Goal of the exercise: Below is a block of records; repeat each one exactly.

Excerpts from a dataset

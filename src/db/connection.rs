//! Connection abstractions consumed by the pool, the statement cache and the
//! SQL service.
//!
//! - [`Connection`]: a physical connection with manual commit/rollback
//! - [`PreparedStatement`]: a statement prepared on one connection
//! - [`Connector`]: creates physical connections (a driver or a data source)
//! - [`DataSourceRegistry`]: externally pooled data sources by lookup name

use crate::error::SqlResult;
use crate::models::{Row, Value};
use async_trait::async_trait;
use std::collections::HashMap;
use std::sync::atomic::{AtomicU64, Ordering};
use std::sync::{Arc, RwLock};

static NEXT_CONNECTION_ID: AtomicU64 = AtomicU64::new(1);

/// Allocate a process-wide unique connection id.
pub fn next_connection_id() -> u64 {
    NEXT_CONNECTION_ID.fetch_add(1, Ordering::Relaxed)
}

/// Receives result rows one at a time.
pub type RowSink<'a> = &'a mut (dyn FnMut(Row) -> SqlResult<()> + Send);

/// A physical database connection in manual-commit mode.
///
/// A transaction is opened implicitly by the first statement and ended by
/// [`commit`](Connection::commit) or [`rollback`](Connection::rollback).
#[async_trait]
pub trait Connection: Send + Sync {
    /// Unique identity of this physical connection.
    fn id(&self) -> u64;

    /// Prepare a statement for execution on this connection.
    async fn prepare(&self, sql: &str) -> SqlResult<Arc<dyn PreparedStatement>>;

    /// Commit the current transaction. A no-op if nothing was executed.
    async fn commit(&self) -> SqlResult<()>;

    /// Roll back the current transaction. A no-op if nothing was executed.
    async fn rollback(&self) -> SqlResult<()>;

    /// Check if the connection is still usable.
    async fn is_valid(&self) -> bool;

    /// Close the connection. Further calls fail.
    async fn close(&self) -> SqlResult<()>;
}

impl std::fmt::Debug for dyn Connection {
    fn fmt(&self, f: &mut std::fmt::Formatter<'_>) -> std::fmt::Result {
        f.debug_struct("Connection").field("id", &self.id()).finish()
    }
}

/// A statement prepared on one connection.
#[async_trait]
pub trait PreparedStatement: Send + Sync {
    /// The SQL text as prepared.
    fn sql(&self) -> &str;

    /// Run a query, feeding each row to `sink`. Stops after `max_rows` rows when
    /// set. Returns the number of rows delivered.
    async fn query(
        &self,
        params: &[Value],
        max_rows: Option<usize>,
        sink: RowSink<'_>,
    ) -> SqlResult<u64>;

    /// Run a modification and return the affected row count.
    async fn execute(&self, params: &[Value]) -> SqlResult<u64>;

    /// Release the statement.
    async fn close(&self) -> SqlResult<()>;

    /// Whether [`close`](PreparedStatement::close) was called.
    fn is_closed(&self) -> bool;
}

impl std::fmt::Debug for dyn PreparedStatement {
    fn fmt(&self, f: &mut std::fmt::Formatter<'_>) -> std::fmt::Result {
        f.debug_struct("PreparedStatement")
            .field("sql", &self.sql())
            .field("closed", &self.is_closed())
            .finish()
    }
}

/// Creates physical connections.
#[async_trait]
pub trait Connector: Send + Sync {
    async fn connect(&self) -> SqlResult<Arc<dyn Connection>>;

    /// Identity of the connection source for error context, credentials masked.
    fn describe(&self) -> String;
}

/// Externally pooled connection sources, looked up by name.
///
/// Connections obtained from a data source are closed on release; the data
/// source itself is responsible for pooling.
#[derive(Default, Clone)]
pub struct DataSourceRegistry {
    sources: Arc<RwLock<HashMap<String, Arc<dyn Connector>>>>,
}

impl DataSourceRegistry {
    pub fn new() -> Self {
        Self::default()
    }

    /// Register a data source under `name`, replacing any previous one.
    pub fn register(&self, name: impl Into<String>, source: Arc<dyn Connector>) {
        if let Ok(mut sources) = self.sources.write() {
            sources.insert(name.into(), source);
        }
    }

    /// Look up `name`, first as given, then with each prefix prepended.
    /// Returns the name that matched along with the source.
    pub fn lookup(&self, name: &str, prefixes: &[String]) -> Option<(String, Arc<dyn Connector>)> {
        let sources = self.sources.read().ok()?;
        std::iter::once(name.to_string())
            .chain(prefixes.iter().map(|p| format!("{}{}", p, name)))
            .find_map(|candidate| {
                sources
                    .get(&candidate)
                    .map(|source| (candidate.clone(), source.clone()))
            })
    }

    pub fn names(&self) -> Vec<String> {
        let mut names: Vec<String> = self
            .sources
            .read()
            .map(|s| s.keys().cloned().collect())
            .unwrap_or_default();
        names.sort();
        names
    }
}

impl std::fmt::Debug for DataSourceRegistry {
    fn fmt(&self, f: &mut std::fmt::Formatter<'_>) -> std::fmt::Result {
        f.debug_struct("DataSourceRegistry")
            .field("sources", &self.names())
            .finish()
    }
}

Task response:
filename src/db/connection.rs
//! Connection abstractions consumed by the pool, the statement cache and the
//! SQL service.
//!
//! - [`Connection`]: a physical connection with manual commit/rollback
//! - [`PreparedStatement`]: a statement prepared on one connection
//! - [`Connector`]: creates physical connections (a driver or a data source)
//! - [`DataSourceRegistry`]: externally pooled data sources by lookup name

use crate::error::SqlResult;
use crate::models::{Row, Value};
use async_trait::async_trait;
use std::collections::HashMap;
use std::sync::atomic::{AtomicU64, Ordering};
use std::sync::{Arc, RwLock};

static NEXT_CONNECTION_ID: AtomicU64 = AtomicU64::new(1);

/// Allocate a process-wide unique connection id.
pub fn next_connection_id() -> u64 {
    NEXT_CONNECTION_ID.fetch_add(1, Ordering::Relaxed)
}

/// Receives result rows one at a time.
pub type RowSink<'a> = &'a mut (dyn FnMut(Row) -> SqlResult<()> + Send);

/// A physical database connection in manual-commit mode.
///
/// A transaction is opened implicitly by the first statement and ended by
/// [`commit`](Connection::commit) or [`rollback`](Connection::rollback).
#[async_trait]
pub trait Connection: Send + Sync {
    /// Unique identity of this physical connection.
    fn id(&self) -> u64;

    /// Prepare a statement for execution on this connection.
    async fn prepare(&self, sql: &str) -> SqlResult<Arc<dyn PreparedStatement>>;

    /// Commit the current transaction. A no-op if nothing was executed.
    async fn commit(&self) -> SqlResult<()>;

    /// Roll back the current transaction. A no-op if nothing was executed.
    async fn rollback(&self) -> SqlResult<()>;

    /// Check if the connection is still usable.
    async fn is_valid(&self) -> bool;

    /// Close the connection. Further calls fail.
    async fn close(&self) -> SqlResult<()>;
}

impl std::fmt::Debug for dyn Connection {
    fn fmt(&self, f: &mut std::fmt::Formatter<'_>) -> std::fmt::Result {
        f.debug_struct("Connection").field("id", &self.id()).finish()
    }
}

/// A statement prepared on one connection.
#[async_trait]
pub trait PreparedStatement: Send + Sync {
    /// The SQL text as prepared.
    fn sql(&self) -> &str;

    /// Run a query, feeding each row to `sink`. Stops after `max_rows` rows when
    /// set. Returns the number of rows delivered.
    async fn query(
        &self,
        params: &[Value],
        max_rows: Option<usize>,
        sink: RowSink<'_>,
    ) -> SqlResult<u64>;

    /// Run a modification and return the affected row count.
    async fn execute(&self, params: &[Value]) -> SqlResult<u64>;

    /// Release the statement.
    async fn close(&self) -> SqlResult<()>;

    /// Whether [`close`](PreparedStatement::close) was called.
    fn is_closed(&self) -> bool;
}

impl std::fmt::Debug for dyn PreparedStatement {
    fn fmt(&self, f: &mut std::fmt::Formatter<'_>) -> std::fmt::Result {
        f.debug_struct("PreparedStatement")
            .field("sql", &self.sql())
            .field("closed", &self.is_closed())
            .finish()
    }
}

/// Creates physical connections.
#[async_trait]
pub trait Connector: Send + Sync {
    async fn connect(&self) -> SqlResult<Arc<dyn Connection>>;

    /// Identity of the connection source for error context, credentials masked.
    fn describe(&self) -> String;
}

/// Externally pooled connection sources, looked up by name.
///
/// Connections obtained from a data source are closed on release; the data
/// source itself is responsible for pooling.
#[derive(Default, Clone)]
pub struct DataSourceRegistry {
    sources: Arc<RwLock<HashMap<String, Arc<dyn Connector>>>>,
}

impl DataSourceRegistry {
    pub fn new() -> Self {
        Self::default()
    }

    /// Register a data source under `name`, replacing any previous one.
    pub fn register(&self, name: impl Into<String>, source: Arc<dyn Connector>) {
        if let Ok(mut sources) = self.sources.write() {
            sources.insert(name.into(), source);
        }
    }

    /// Look up `name`, first as given, then with each prefix prepended.
    /// Returns the name that matched along with the source.
    pub fn lookup(&self, name: &str, prefixes: &[String]) -> Option<(String, Arc<dyn Connector>)> {
        let sources = self.sources.read().ok()?;
        std::iter::once(name.to_string())
            .chain(prefixes.iter().map(|p| format!("{}{}", p, name)))
            .find_map(|candidate| {
                sources
                    .get(&candidate)
                    .map(|source| (candidate.clone(), source.clone()))
            })
    }

    pub fn names(&self) -> Vec<String> {
        let mut names: Vec<String> = self
            .sources
            .read()
            .map(|s| s.keys().cloned().collect())
            .unwrap_or_default();
        names.sort();
        names
    }
}

impl std::fmt::Debug for DataSourceRegistry {
    fn fmt(&self, f: &mut std::fmt::Formatter<'_>) -> std::fmt::Result {
        f.debug_struct("DataSourceRegistry")
            .field("sources", &self.names())
            .finish()
    }
}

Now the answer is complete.